- **Provided records**
↓↓↓

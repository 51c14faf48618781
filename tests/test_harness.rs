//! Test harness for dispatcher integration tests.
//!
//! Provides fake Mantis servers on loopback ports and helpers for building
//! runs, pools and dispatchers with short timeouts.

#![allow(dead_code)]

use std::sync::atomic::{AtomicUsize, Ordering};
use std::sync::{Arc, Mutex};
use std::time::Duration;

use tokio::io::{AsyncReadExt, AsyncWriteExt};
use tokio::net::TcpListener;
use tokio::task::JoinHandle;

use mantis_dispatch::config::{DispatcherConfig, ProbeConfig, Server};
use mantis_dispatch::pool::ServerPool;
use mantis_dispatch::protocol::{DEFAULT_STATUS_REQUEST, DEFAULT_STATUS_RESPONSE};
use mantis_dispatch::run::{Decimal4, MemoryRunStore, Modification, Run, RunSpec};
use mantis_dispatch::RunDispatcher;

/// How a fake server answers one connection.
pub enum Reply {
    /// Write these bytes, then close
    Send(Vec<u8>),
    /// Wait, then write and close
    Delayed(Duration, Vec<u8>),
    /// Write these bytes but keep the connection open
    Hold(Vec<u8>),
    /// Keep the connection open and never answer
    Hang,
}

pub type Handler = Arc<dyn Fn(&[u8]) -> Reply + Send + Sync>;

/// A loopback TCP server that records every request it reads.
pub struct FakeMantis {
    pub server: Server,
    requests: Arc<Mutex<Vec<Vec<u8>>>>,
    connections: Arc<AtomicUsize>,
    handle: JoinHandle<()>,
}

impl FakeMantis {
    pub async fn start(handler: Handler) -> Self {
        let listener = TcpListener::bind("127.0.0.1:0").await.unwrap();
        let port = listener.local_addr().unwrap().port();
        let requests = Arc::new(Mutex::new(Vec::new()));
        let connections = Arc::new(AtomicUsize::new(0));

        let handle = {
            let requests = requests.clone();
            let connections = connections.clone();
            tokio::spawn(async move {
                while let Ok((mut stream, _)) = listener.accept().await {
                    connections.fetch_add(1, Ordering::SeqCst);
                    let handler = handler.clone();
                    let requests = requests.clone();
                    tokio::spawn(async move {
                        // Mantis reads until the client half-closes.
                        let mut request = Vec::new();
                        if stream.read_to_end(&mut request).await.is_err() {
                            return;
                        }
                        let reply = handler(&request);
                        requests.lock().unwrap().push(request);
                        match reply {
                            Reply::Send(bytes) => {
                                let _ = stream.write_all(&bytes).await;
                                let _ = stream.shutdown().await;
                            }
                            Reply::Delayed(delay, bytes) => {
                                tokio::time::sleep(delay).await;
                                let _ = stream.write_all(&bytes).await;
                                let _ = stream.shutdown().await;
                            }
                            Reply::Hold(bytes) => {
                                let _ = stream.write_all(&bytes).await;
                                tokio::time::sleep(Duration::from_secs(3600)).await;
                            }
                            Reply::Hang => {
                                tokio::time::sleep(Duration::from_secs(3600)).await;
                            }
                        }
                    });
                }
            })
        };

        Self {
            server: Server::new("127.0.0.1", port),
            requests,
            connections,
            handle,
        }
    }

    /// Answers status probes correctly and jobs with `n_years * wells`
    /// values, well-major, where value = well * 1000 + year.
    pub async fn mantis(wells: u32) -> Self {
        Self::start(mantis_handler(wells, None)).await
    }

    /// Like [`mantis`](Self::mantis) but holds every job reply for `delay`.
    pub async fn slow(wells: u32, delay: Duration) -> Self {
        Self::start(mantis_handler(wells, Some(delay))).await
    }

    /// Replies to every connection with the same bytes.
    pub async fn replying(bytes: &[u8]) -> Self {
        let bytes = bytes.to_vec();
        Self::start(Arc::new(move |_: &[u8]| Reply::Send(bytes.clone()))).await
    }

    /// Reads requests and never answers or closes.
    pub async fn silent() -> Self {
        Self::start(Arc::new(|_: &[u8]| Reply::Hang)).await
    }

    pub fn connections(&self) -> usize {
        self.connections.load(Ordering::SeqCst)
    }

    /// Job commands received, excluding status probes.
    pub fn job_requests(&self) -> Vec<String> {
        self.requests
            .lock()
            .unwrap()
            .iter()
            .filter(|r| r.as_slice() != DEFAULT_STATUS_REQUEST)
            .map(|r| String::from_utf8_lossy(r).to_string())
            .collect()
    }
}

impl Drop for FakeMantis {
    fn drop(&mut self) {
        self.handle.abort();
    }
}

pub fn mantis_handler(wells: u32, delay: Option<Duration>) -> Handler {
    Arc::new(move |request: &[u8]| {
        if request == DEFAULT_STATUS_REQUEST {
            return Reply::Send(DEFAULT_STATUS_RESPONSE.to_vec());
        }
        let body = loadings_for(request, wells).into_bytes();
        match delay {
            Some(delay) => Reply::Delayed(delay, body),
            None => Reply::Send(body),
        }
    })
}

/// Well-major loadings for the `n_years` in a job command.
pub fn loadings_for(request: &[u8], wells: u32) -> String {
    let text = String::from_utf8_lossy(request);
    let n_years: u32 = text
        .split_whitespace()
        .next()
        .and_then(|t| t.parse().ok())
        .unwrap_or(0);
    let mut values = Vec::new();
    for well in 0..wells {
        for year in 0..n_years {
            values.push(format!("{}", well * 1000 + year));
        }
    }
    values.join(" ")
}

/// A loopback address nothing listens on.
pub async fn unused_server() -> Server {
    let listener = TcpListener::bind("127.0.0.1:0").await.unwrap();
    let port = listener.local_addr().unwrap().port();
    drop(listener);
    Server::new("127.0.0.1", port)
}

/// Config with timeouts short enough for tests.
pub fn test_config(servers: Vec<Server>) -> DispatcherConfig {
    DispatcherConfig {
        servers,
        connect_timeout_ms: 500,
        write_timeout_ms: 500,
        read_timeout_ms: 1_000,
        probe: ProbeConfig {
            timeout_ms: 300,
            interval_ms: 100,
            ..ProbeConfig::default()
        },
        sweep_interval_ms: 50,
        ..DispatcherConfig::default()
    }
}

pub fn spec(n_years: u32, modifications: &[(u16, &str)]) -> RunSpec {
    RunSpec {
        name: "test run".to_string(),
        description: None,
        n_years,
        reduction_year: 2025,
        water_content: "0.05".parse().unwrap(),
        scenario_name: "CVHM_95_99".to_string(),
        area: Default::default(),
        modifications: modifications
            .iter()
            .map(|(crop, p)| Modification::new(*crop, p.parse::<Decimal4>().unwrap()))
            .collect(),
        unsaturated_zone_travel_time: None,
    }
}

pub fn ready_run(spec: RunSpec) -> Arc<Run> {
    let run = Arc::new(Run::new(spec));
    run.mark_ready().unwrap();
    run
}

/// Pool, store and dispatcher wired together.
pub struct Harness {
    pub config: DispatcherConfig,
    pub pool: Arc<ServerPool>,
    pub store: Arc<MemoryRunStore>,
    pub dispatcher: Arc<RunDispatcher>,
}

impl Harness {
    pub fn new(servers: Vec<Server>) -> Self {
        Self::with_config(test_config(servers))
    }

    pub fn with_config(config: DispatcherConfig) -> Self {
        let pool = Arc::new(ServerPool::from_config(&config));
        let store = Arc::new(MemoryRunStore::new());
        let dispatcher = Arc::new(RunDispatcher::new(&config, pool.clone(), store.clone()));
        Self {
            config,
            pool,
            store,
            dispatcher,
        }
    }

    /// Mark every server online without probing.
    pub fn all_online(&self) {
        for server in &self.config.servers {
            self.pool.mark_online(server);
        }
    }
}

↑↑↑

- **Assigned task**
Precisely reproduce the lines of the entries, beginning at the first and ending at the one containing "with short timeouts.". Add nothing.

- **Reply to the exercise**
repository 51c14faf48618781
filename tests/test_harness.rs
//! Test harness for dispatcher integration tests.
//!
//! Provides fake Mantis servers on loopback ports and helpers for building
//! runs, pools and dispatchers with short timeouts.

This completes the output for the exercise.